Making Housewarming: Part 2, the Proposal
Hello! Welcome to “Making Housewarming,” our series on this here blog about how we created our debut book from start to finish—everything from how we decided what we wanted to create to organizing photoshoots to finding the right publisher and a whole lot more. We’ll be covering a different part of the process every week for the next eight weeks, so make sure to check back in or join our weekly newsletter to make sure you don’t miss anything!
Be sure to scroll to the very bottom of this post where you’ll find ‘em all and catch yourself up to speed. Or don’t! I’m not your mom!
The fact that we were going to be embarking on the very big and daunting journey of book writing got very real once we were faced with the task of writing an entire book proposal. We’d mastered the elevator pitch of our book enough to convince ourselves and our literary agent Nicole that it was going to be a success. The elevator pitch went a little something like this:
A survey & expansion of all of the work we’d done on our blog for the past several years; an intro-to-homemaking guide geared towards young people, renters, first-time homeowners, and folks on limited budgets; and all-inclusive walkthrough of creating a home that’s uniquely yours, consisting of three sections: ‘Design’ to help plan your space, ‘DIY’ to bring it to life, and ‘Entertaining’ to host your friends and family when the place is all done and ready. And it’s gonna be fun and irreverent, too!

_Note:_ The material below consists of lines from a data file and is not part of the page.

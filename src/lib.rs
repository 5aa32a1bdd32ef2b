#![allow(dead_code)]

pub mod config;
pub mod core;
pub mod store;

use std::sync::atomic::{AtomicBool, Ordering};

/// Whether debug logging is active, shared between the logger filter and the config toggle.
static DEBUG_LOGGING: AtomicBool = AtomicBool::new(false);

pub fn set_debug_logging(enabled: bool) {
    DEBUG_LOGGING.store(enabled, Ordering::Relaxed);
}

pub fn debug_logging() -> bool {
    DEBUG_LOGGING.load(Ordering::Relaxed)
}
use chrono::{DateTime, Duration, NaiveDate, Utc};

/// A record older than this (and not done) is flagged as overdue.
pub const OVERDUE_AFTER_DAYS: i64 = 2;

#[derive(Debug, Clone, Copy, PartialEq, Eq)]
pub enum ServiceStatus {
    Intake,
    Verified,
    Pending,
    FollowUp,
    Done,
}

impl ServiceStatus {
    pub const ALL: &'static [ServiceStatus] = &[
        Self::Intake,
        Self::Verified,
        Self::Pending,
        Self::FollowUp,
        Self::Done,
    ];

    /// The wire keyword stored in a record's `status` field.
    pub fn as_keyword(&self) -> &'static str {
        match self {
            Self::Intake => "intake",
            Self::Verified => "verified",
            Self::Pending => "pending",
            Self::FollowUp => "follow-up",
            Self::Done => "done",
        }
    }

    pub fn from_keyword(s: &str) -> Option<Self> {
        match s {
            "intake" => Some(Self::Intake),
            "verified" => Some(Self::Verified),
            "pending" => Some(Self::Pending),
            "follow-up" => Some(Self::FollowUp),
            "done" => Some(Self::Done),
            _ => None,
        }
    }

    pub fn label(&self) -> &'static str {
        match self {
            Self::Intake => "Intake",
            Self::Verified => "Verified",
            Self::Pending => "Pending",
            Self::FollowUp => "Follow Up",
            Self::Done => "Done",
        }
    }

    pub fn is_done(&self) -> bool {
        matches!(self, Self::Done)
    }
}

#[derive(Debug, Clone, Copy, PartialEq, Eq)]
pub enum ServiceCategory {
    VisaOnArrival,
    VisaExtension,
    Kitas,
    Kitap,
    ExitPermit,
    NewPassport,
    Sktt,
    Other,
}

impl ServiceCategory {
    pub const ALL: &'static [ServiceCategory] = &[
        Self::VisaOnArrival,
        Self::VisaExtension,
        Self::Kitas,
        Self::Kitap,
        Self::ExitPermit,
        Self::NewPassport,
        Self::Sktt,
        Self::Other,
    ];

    /// The wire keyword stored in a record's `title` field (also the display label).
    pub fn as_keyword(&self) -> &'static str {
        match self {
            Self::VisaOnArrival => "VOA",
            Self::VisaExtension => "Visa Extension",
            Self::Kitas => "KITAS",
            Self::Kitap => "KITAP",
            Self::ExitPermit => "Exit Permit",
            Self::NewPassport => "New Passport",
            Self::Sktt => "SKTT",
            Self::Other => "Other",
        }
    }

    pub fn from_keyword(s: &str) -> Option<Self> {
        Self::ALL.iter().copied().find(|c| c.as_keyword() == s)
    }

    /// Whether a request of this category carries a passport number.
    /// A new-passport application has no passport yet, and "Other" covers
    /// paperwork that is not tied to a travel document.
    pub fn requires_passport(&self) -> bool {
        !matches!(self, Self::NewPassport | Self::Other)
    }
}

/// One service request as it exists in the shared collection.
///
/// `status` and `title` stay as wire strings so records written by other
/// clients with unknown values still display instead of being dropped.
#[derive(Debug, Clone, PartialEq)]
pub struct Record {
    pub id: String,
    pub title: String,
    pub passport_number: Option<String>,
    pub description: String,
    pub date_entered: Option<NaiveDate>,
    pub status: String,
    /// Server-assigned creation time. Never written by this client.
    pub timestamp: Option<DateTime<Utc>>,
    pub created_by: String,
}

impl Record {
    pub fn status(&self) -> Option<ServiceStatus> {
        ServiceStatus::from_keyword(&self.status)
    }

    pub fn category(&self) -> Option<ServiceCategory> {
        ServiceCategory::from_keyword(&self.title)
    }

    /// A record is overdue when it is not done and more than two whole days
    /// have passed since its creation time. Exactly two days is not overdue.
    /// The difference is taken absolute, so a clock-skewed future timestamp
    /// never yields a negative elapsed time.
    pub fn is_overdue(&self, now: DateTime<Utc>) -> bool {
        if self.status().is_some_and(|s| s.is_done()) {
            return false;
        }
        let Some(ts) = self.timestamp else {
            return false;
        };
        (now - ts).abs() > Duration::days(OVERDUE_AFTER_DAYS)
    }
}
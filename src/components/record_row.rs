use chrono::{DateTime, Utc};
use cosmic::iced::{Alignment, Background, Border, Color, Length};
use cosmic::widget::{button, container, icon, row, text};
use cosmic::{Element, theme};

use crate::core::record::{Record, ServiceStatus};
use crate::message::Message;

// Column widths for consistent alignment
const COL_TITLE: f32 = 130.0;
const COL_PASSPORT: f32 = 110.0;
const COL_DATE: f32 = 100.0;
const COL_STATUS: f32 = 110.0;
const COL_CREATOR: f32 = 90.0;
const COL_ACTIONS: f32 = 84.0;

const OVERDUE_TINT: Color = Color::from_rgba(0.85, 0.25, 0.25, 0.12);

fn col(width: f32, content: impl Into<Element<'static, Message>>) -> Element<'static, Message> {
    container(content).width(Length::Fixed(width)).into()
}

fn col_fill(content: impl Into<Element<'static, Message>>) -> Element<'static, Message> {
    container(content).width(Length::Fill).into()
}

/// Fixed status → badge color map. Unrecognized statuses get the neutral
/// gray so foreign records still render.
pub fn badge_color(status: Option<ServiceStatus>) -> Color {
    match status {
        Some(ServiceStatus::Intake) => Color::from_rgb8(0x35, 0x84, 0xe4),
        Some(ServiceStatus::Verified) => Color::from_rgb8(0x91, 0x41, 0xac),
        Some(ServiceStatus::Pending) => Color::from_rgb8(0xc6, 0x8c, 0x00),
        Some(ServiceStatus::FollowUp) => Color::from_rgb8(0xe6, 0x61, 0x00),
        Some(ServiceStatus::Done) => Color::from_rgb8(0x2e, 0xa6, 0x40),
        None => Color::from_rgb8(0x77, 0x76, 0x7b),
    }
}

/// Human label for a record's status: two words for follow-up, otherwise
/// the capitalized keyword (including unknown values from other clients).
pub fn status_label(record: &Record) -> String {
    match record.status() {
        Some(status) => status.label().to_string(),
        None => {
            let mut chars = record.status.chars();
            match chars.next() {
                Some(first) => first.to_uppercase().collect::<String>() + chars.as_str(),
                None => "—".to_string(),
            }
        }
    }
}

fn status_badge(record: &Record) -> Element<'static, Message> {
    let color = badge_color(record.status());
    container(text::caption(status_label(record)).class(theme::Text::Color(Color::WHITE)))
        .padding([2, 10])
        .class(theme::Container::custom(move |_theme| {
            cosmic::iced::widget::container::Style {
                background: Some(Background::Color(color)),
                border: Border {
                    radius: 12.0.into(),
                    ..Default::default()
                },
                ..Default::default()
            }
        }))
        .into()
}

pub fn table_header() -> Element<'static, Message> {
    row()
        .spacing(8)
        .push(col(COL_TITLE, text::caption("Service")))
        .push(col(COL_PASSPORT, text::caption("Passport")))
        .push(col_fill(text::caption("Description")))
        .push(col(COL_DATE, text::caption("Date")))
        .push(col(COL_STATUS, text::caption("Status")))
        .push(col(COL_CREATOR, text::caption("Entered By")))
        .push(col(COL_ACTIONS, text::caption("")))
        .into()
}

/// One table row. The overdue tint is derived from the wall clock on every
/// render, so it can flip without any data change.
pub fn record_row(record: &Record, now: DateTime<Utc>) -> Element<'static, Message> {
    let overdue = record.is_overdue(now);

    let passport = record.passport_number.clone().unwrap_or_else(|| "—".to_string());
    let date = record
        .date_entered
        .map(|d| d.format("%Y-%m-%d").to_string())
        .unwrap_or_else(|| "—".to_string());
    let creator = if record.created_by.is_empty() {
        "—".to_string()
    } else {
        let mut short: String = record.created_by.chars().take(8).collect();
        if record.created_by.chars().count() > 8 {
            short.push('…');
        }
        short
    };

    let actions = row()
        .spacing(4)
        .push(
            button::icon(icon::from_name("document-edit-symbolic"))
                .on_press(Message::OpenEditDialog(record.id.clone())),
        )
        .push(
            button::icon(icon::from_name("edit-delete-symbolic"))
                .on_press(Message::OpenDeleteDialog(record.id.clone())),
        );

    let cells = row()
        .spacing(8)
        .align_y(Alignment::Center)
        .push(col(COL_TITLE, text::body(record.title.clone())))
        .push(col(COL_PASSPORT, text::caption(passport)))
        .push(col_fill(text::body(record.description.clone())))
        .push(col(COL_DATE, text::caption(date)))
        .push(col(COL_STATUS, status_badge(record)))
        .push(col(COL_CREATOR, text::caption(creator)))
        .push(col(COL_ACTIONS, actions));

    let body = container(cells).padding([6, 8]).width(Length::Fill);

    if overdue {
        body.class(theme::Container::custom(|_theme| {
            cosmic::iced::widget::container::Style {
                background: Some(Background::Color(OVERDUE_TINT)),
                border: Border {
                    radius: 8.0.into(),
                    ..Default::default()
                },
                ..Default::default()
            }
        }))
        .into()
    } else {
        body.into()
    }
}
use crate::core::record::Record;
use crate::store::Session;

/// Which dialog the shell is showing. Visibility itself is the shell's
/// `Option<DialogPage>`; closing always goes through `Message::CloseDialog`.
#[derive(Debug, Clone, Copy, PartialEq, Eq)]
pub enum DialogPage {
    Add,
    Edit,
    ConfirmDelete,
}

#[derive(Debug, Clone)]
pub enum Message {
    // Startup and session renewal
    IdentityReady(Result<Session, String>),
    /// A store request came back 401; the shell signs in again and reopens
    /// the watch with the fresh credentials.
    SessionExpired,

    // Live snapshot subscription
    ServicesSnapshot(Result<Vec<Record>, String>),

    // Dialog orchestration
    OpenAddDialog,
    OpenEditDialog(String),
    OpenDeleteDialog(String),
    CloseDialog,
    DialogSubmit,
    DeleteConfirmed,

    // Service form fields (indices into the fixed category/status lists)
    FormTitle(usize),
    FormPassport(String),
    FormDescription(String),
    FormDate(String),
    FormStatus(usize),

    // Mutation completions
    InsertCompleted(Result<(), String>),
    PatchCompleted(Result<(), String>),
    DeleteCompleted(Result<(), String>),
}
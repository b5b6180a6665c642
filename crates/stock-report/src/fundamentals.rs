//! Coarse fundamental data
//!
//! Every field is optional; `None` is the "unavailable" marker and renders as
//! `N/A`.

use serde::{Deserialize, Serialize};
use std::fmt;

/// Rendered in place of an unavailable value
pub const UNAVAILABLE: &str = "N/A";

#[derive(Debug, Clone, Default, PartialEq, Serialize, Deserialize)]
pub struct FundamentalSnapshot {
    pub pe_ratio: Option<f64>,
    pub market_cap: Option<f64>,
    /// Fraction, not percent (0.0044 is 0.44%)
    pub dividend_yield: Option<f64>,
    /// Year-over-year quarterly revenue growth, as a fraction
    pub revenue_growth: Option<f64>,
    /// Fraction
    pub profit_margin: Option<f64>,
    pub debt_to_equity: Option<f64>,
    pub book_value: Option<f64>,
    pub price_to_book: Option<f64>,
    pub sector: Option<String>,
    pub industry: Option<String>,
}

impl FundamentalSnapshot {
    /// All fields unavailable
    pub fn unavailable() -> Self {
        Self::default()
    }

    /// Whether at least one field carries a value
    pub fn has_any(&self) -> bool {
        self.sector.is_some()
            || self.industry.is_some()
            || [
                self.pe_ratio,
                self.market_cap,
                self.dividend_yield,
                self.revenue_growth,
                self.profit_margin,
                self.debt_to_equity,
                self.book_value,
                self.price_to_book,
            ]
            .iter()
            .any(Option::is_some)
    }
}

/// Parse a provider metric, treating placeholders and junk as unavailable
pub fn parse_metric(raw: Option<&str>) -> Option<f64> {
    let raw = raw?.trim();
    match raw {
        "" | "None" | "-" | UNAVAILABLE => None,
        value => value.parse::<f64>().ok().filter(|v| v.is_finite()),
    }
}

/// Parse a provider label, treating placeholders as unavailable
pub fn parse_label(raw: Option<&str>) -> Option<String> {
    let raw = raw?.trim();
    match raw {
        "" | "None" | "-" | UNAVAILABLE => None,
        value => Some(value.to_string()),
    }
}

/// Market capitalisation as `$x.xB` / `$x.xM`; `None` below one million
pub fn format_market_cap(market_cap: f64) -> Option<String> {
    if market_cap > 1e9 {
        Some(format!("${:.1}B", market_cap / 1e9))
    } else if market_cap > 1e6 {
        Some(format!("${:.1}M", market_cap / 1e6))
    } else {
        None
    }
}

struct Field<'a, T>(&'a Option<T>);

impl<T: fmt::Display> fmt::Display for Field<'_, T> {
    fn fmt(&self, f: &mut fmt::Formatter<'_>) -> fmt::Result {
        match self.0 {
            Some(value) => value.fmt(f),
            None => f.write_str(UNAVAILABLE),
        }
    }
}

impl fmt::Display for FundamentalSnapshot {
    fn fmt(&self, f: &mut fmt::Formatter<'_>) -> fmt::Result {
        write!(
            f,
            "pe_ratio: {}, market_cap: {}, dividend_yield: {}, revenue_growth: {}, \
             profit_margin: {}, debt_to_equity: {}, book_value: {}, price_to_book: {}, \
             sector: {}, industry: {}",
            Field(&self.pe_ratio),
            Field(&self.market_cap),
            Field(&self.dividend_yield),
            Field(&self.revenue_growth),
            Field(&self.profit_margin),
            Field(&self.debt_to_equity),
            Field(&self.book_value),
            Field(&self.price_to_book),
            Field(&self.sector),
            Field(&self.industry),
        )
    }
}
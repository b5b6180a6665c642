//! API clients for stock data providers

pub mod alpha_vantage;
pub mod yahoo;

pub use alpha_vantage::{AlphaVantageClient, CompanyOverview};
pub use yahoo::{HISTORY_RANGE, YahooFinanceClient};
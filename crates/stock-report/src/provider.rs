//! Market-data boundary used by the report pipeline

use crate::api::{AlphaVantageClient, HISTORY_RANGE, YahooFinanceClient};
use crate::config::ReportConfig;
use crate::error::{Result, StockError};
use crate::fundamentals::FundamentalSnapshot;
use crate::market::Market;
use crate::series::PriceSeries;
use async_trait::async_trait;
use std::time::Duration;
use tracing::{debug, info, warn};

/// Source of price history and fundamentals
#[cfg_attr(test, mockall::automock)]
#[async_trait]
pub trait MarketDataProvider: Send + Sync {
    /// Trailing two months of daily bars
    ///
    /// Fails with [`StockError::DataUnavailable`] when the provider errors or
    /// returns no rows. Callers bound the call with their own timeout.
    async fn fetch_history(&self, market: Market, ticker: &str) -> Result<PriceSeries>;

    /// Fundamentals for the ticker; never fails, unavailable data is `None`
    async fn fetch_fundamentals(&self, market: Market, ticker: &str) -> FundamentalSnapshot;
}

/// Yahoo Finance price history plus optional Alpha Vantage fundamentals
#[derive(Debug, Clone)]
pub struct YahooMarketData {
    yahoo: YahooFinanceClient,
    alpha_vantage: Option<AlphaVantageClient>,
    /// Bounds the whole fundamentals lookup, rate-limiter wait included
    fundamentals_timeout: Duration,
}

impl YahooMarketData {
    pub fn new(config: &ReportConfig) -> Result<Self> {
        let alpha_vantage = config
            .alpha_vantage_api_key
            .as_ref()
            .map(|key| {
                AlphaVantageClient::new(
                    key.clone(),
                    config.alpha_vantage_rate_limit,
                    config.request_timeout,
                )
            })
            .transpose()?;

        if alpha_vantage.is_none() {
            info!("ALPHA_VANTAGE_API_KEY not set, fundamentals will be unavailable");
        }

        Ok(Self {
            yahoo: YahooFinanceClient::new(),
            alpha_vantage,
            fundamentals_timeout: config.request_timeout,
        })
    }

    async fn try_fundamentals(&self, market: Market, ticker: &str) -> Result<FundamentalSnapshot> {
        let Some(client) = &self.alpha_vantage else {
            return Ok(FundamentalSnapshot::unavailable());
        };

        // No provider covers Taiwan listings
        if market != Market::Us {
            return Ok(FundamentalSnapshot::unavailable());
        }

        tokio::time::timeout(self.fundamentals_timeout, client.get_fundamentals(ticker))
            .await
            .map_err(|_| StockError::Timeout {
                operation: "fundamentals lookup".to_string(),
                after: self.fundamentals_timeout,
            })?
    }
}

#[async_trait]
impl MarketDataProvider for YahooMarketData {
    async fn fetch_history(&self, market: Market, ticker: &str) -> Result<PriceSeries> {
        if market == Market::Unknown {
            return Err(StockError::UnrecognizedTicker(ticker.to_string()));
        }

        let symbol = market.provider_symbol(ticker);
        let series = self
            .yahoo
            .get_daily_history(&symbol, HISTORY_RANGE)
            .await
            .map_err(|e| StockError::DataUnavailable {
                symbol: symbol.clone(),
                reason: e.to_string(),
            })?;

        if series.is_empty() {
            return Err(StockError::DataUnavailable {
                symbol,
                reason: "no rows returned".to_string(),
            });
        }

        debug!(%symbol, rows = series.len(), "History fetched");
        Ok(series)
    }

    async fn fetch_fundamentals(&self, market: Market, ticker: &str) -> FundamentalSnapshot {
        match self.try_fundamentals(market, ticker).await {
            Ok(snapshot) => snapshot,
            Err(e) => {
                warn!(%market, ticker, error = %e, "Fundamentals lookup failed");
                FundamentalSnapshot::unavailable()
            }
        }
    }
}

But we needed much more than just an elevator pitch for Nicole to be able to sell the book to publishers. We needed a fully fleshed-out proposal. It was time to expand on our little elevator pitch and prove to ourselves that we actually had something to say of value, which is honestly a theme that would continue to come up pretty often for us throughout the entire journey of writing this book: self-doubt, imposter syndrome, and hyping ourselves up to believe that what we wanted to create was worth anybody else’s time.
To be honest if I met anyone who was about to write their first book who wasn’t feeling a little self-doubt, I’d take out my handy dandy DSM-IV and start diagnosing.
Anyhow! Nicole was incredibly supportive at this stage and filled us in on how the structure of our book proposal should look. Last week we mentioned we’d get into the nitty gritty of working with a literary agent, so here’s the scoop: if you want to write and sell a book via a publisher (as opposed to self-publishing), you’re going to want an agent. A literary agent not only helps you flesh out the initial concept for your work, but also helps package your proposal and then uses their existing network and relationships with publishing houses to secure your book deal. They’ll take a percentage of whatever your advance is (usually 15%) in exchange for their work. It’s 100% worth it and we never ever in a million years would have been able to make Housewarming happen without our literary agent. We admittedly had an easy time of getting connected with our agent (via our friend who was our agent’s client), but you can ask around your own network for recommendations or search for literary agents online who take submissions and go from there—though we have zero experience doing that so can’t really weigh in!
But back to the proposal.
Nicole suggested this format, which we’ve come to learn is pretty standard:
Overview: An authors’ letter that explains our experience, our perspective, and a short description of the book that should make it clear why we’re the right ones to write it.
About Us: I mean, self explanatory, but this was a pair of short biographies that further expanded on our expertise and gave us the chance to share a little bit of our individual personalities.
Audience: An outline of the various groups this book would be aimed towards; a breakdown of our existing audience on all our various channels (this blog, our newsletter, and Instagram and TikTok) as well as descriptions of whom beyond our existing audience we believed this book would appeal to.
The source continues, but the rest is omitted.